EXERCISE: Copy exactly the lines of the data below that run from the line holding "0 for a tab" through the line holding "Supported target languages.", both ends included.

○ ○ ○ ○

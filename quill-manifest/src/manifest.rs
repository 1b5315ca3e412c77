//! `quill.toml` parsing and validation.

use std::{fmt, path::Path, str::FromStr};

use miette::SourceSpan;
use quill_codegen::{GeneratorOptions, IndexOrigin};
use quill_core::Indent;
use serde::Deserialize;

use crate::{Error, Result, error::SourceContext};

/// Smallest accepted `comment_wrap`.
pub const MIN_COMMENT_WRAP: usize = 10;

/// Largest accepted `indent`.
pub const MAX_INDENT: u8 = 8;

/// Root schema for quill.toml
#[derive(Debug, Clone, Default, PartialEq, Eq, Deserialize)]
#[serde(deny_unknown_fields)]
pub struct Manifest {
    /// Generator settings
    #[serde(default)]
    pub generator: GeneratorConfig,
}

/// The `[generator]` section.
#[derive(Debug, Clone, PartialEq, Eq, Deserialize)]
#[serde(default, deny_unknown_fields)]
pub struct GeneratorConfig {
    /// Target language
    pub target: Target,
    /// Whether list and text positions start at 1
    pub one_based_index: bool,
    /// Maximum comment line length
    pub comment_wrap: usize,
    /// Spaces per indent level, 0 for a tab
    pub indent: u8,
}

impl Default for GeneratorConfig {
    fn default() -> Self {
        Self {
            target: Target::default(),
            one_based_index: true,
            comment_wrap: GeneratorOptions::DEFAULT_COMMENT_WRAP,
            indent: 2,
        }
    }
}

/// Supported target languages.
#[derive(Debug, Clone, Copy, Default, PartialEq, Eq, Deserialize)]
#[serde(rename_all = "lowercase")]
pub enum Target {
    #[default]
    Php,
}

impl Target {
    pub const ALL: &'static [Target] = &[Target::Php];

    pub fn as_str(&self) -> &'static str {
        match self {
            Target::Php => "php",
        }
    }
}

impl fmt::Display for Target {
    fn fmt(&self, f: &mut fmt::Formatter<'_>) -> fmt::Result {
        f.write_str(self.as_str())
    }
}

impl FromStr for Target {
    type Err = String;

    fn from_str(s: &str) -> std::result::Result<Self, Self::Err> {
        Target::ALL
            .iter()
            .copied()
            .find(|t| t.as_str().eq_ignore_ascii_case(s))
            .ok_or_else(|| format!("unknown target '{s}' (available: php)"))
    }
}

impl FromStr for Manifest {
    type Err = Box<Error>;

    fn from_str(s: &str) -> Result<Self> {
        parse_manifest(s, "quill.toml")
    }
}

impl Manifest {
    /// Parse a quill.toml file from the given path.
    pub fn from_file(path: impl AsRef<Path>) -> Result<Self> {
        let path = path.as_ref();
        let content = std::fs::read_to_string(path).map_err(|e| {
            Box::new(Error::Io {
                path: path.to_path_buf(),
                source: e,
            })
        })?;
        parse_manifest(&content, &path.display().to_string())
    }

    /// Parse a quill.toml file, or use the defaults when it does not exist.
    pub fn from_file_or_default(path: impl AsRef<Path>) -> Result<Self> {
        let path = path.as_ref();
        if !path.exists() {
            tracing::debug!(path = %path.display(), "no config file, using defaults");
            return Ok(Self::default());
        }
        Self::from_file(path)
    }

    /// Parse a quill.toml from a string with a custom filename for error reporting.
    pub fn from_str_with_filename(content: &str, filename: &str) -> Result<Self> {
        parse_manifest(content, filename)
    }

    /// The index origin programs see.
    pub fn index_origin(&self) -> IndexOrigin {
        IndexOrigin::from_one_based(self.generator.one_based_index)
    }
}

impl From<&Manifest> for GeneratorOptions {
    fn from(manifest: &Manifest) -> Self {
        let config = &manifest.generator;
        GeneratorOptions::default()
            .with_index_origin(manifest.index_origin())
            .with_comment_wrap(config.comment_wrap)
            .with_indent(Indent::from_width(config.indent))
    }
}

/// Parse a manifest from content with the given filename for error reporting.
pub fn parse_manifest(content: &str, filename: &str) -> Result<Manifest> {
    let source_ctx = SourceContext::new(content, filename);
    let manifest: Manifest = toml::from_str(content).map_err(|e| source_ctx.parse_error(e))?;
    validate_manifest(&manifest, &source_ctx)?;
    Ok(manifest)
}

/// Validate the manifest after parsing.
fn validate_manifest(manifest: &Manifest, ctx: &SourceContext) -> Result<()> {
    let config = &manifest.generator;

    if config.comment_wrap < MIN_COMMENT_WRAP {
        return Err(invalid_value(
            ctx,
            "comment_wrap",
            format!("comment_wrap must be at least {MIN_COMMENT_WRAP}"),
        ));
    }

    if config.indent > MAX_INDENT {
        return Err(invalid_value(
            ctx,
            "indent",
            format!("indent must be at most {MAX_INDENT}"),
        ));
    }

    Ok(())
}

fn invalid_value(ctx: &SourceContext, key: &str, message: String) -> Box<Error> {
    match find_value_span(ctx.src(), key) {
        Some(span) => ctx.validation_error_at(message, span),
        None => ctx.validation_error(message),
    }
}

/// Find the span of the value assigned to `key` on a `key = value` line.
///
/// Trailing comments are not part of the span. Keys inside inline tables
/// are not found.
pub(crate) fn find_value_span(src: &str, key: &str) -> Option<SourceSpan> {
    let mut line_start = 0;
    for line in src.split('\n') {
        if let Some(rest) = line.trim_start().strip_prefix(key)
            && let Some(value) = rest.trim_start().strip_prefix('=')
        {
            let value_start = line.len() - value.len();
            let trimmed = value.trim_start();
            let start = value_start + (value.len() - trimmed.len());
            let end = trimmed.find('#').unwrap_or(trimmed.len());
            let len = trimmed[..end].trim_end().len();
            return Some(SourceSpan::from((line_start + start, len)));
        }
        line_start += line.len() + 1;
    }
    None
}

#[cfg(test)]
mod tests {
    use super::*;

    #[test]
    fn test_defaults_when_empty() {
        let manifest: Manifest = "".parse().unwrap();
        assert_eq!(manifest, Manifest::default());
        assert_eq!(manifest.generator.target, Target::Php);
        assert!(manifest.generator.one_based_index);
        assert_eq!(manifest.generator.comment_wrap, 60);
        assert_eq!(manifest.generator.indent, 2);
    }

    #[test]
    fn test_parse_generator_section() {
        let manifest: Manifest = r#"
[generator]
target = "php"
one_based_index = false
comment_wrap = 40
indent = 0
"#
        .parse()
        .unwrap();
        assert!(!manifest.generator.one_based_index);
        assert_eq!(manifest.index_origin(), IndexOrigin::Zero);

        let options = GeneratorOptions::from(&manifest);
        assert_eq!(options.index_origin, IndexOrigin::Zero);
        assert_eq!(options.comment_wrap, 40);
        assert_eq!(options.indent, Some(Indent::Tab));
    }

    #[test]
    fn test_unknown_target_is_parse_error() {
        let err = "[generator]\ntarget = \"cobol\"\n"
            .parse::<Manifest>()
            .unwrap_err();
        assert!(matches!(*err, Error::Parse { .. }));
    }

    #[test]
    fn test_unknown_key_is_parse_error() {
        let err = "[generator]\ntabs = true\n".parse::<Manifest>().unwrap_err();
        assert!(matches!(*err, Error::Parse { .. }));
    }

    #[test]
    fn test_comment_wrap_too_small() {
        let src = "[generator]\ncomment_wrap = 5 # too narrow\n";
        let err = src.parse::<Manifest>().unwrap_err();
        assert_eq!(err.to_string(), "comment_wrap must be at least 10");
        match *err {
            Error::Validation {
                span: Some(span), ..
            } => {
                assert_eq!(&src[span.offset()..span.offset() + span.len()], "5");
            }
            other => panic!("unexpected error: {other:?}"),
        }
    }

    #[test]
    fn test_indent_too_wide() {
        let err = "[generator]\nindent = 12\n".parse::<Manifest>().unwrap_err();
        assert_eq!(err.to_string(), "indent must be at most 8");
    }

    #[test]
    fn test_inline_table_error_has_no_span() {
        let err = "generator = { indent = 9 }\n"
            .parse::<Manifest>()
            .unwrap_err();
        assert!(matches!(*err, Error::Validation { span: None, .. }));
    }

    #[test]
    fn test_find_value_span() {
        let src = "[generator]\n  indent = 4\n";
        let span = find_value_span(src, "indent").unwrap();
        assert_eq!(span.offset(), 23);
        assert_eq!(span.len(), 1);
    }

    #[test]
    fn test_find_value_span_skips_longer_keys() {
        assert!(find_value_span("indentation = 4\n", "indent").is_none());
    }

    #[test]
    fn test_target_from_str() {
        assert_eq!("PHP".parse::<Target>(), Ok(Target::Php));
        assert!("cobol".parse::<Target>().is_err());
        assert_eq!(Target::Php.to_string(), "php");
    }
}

○ ○ ○ ○

WRITTEN RESPONSE:
    /// Spaces per indent level, 0 for a tab
    pub indent: u8,
}

impl Default for GeneratorConfig {
    fn default() -> Self {
        Self {
            target: Target::default(),
            one_based_index: true,
            comment_wrap: GeneratorOptions::DEFAULT_COMMENT_WRAP,
            indent: 2,
        }
    }
}

/// Supported target languages.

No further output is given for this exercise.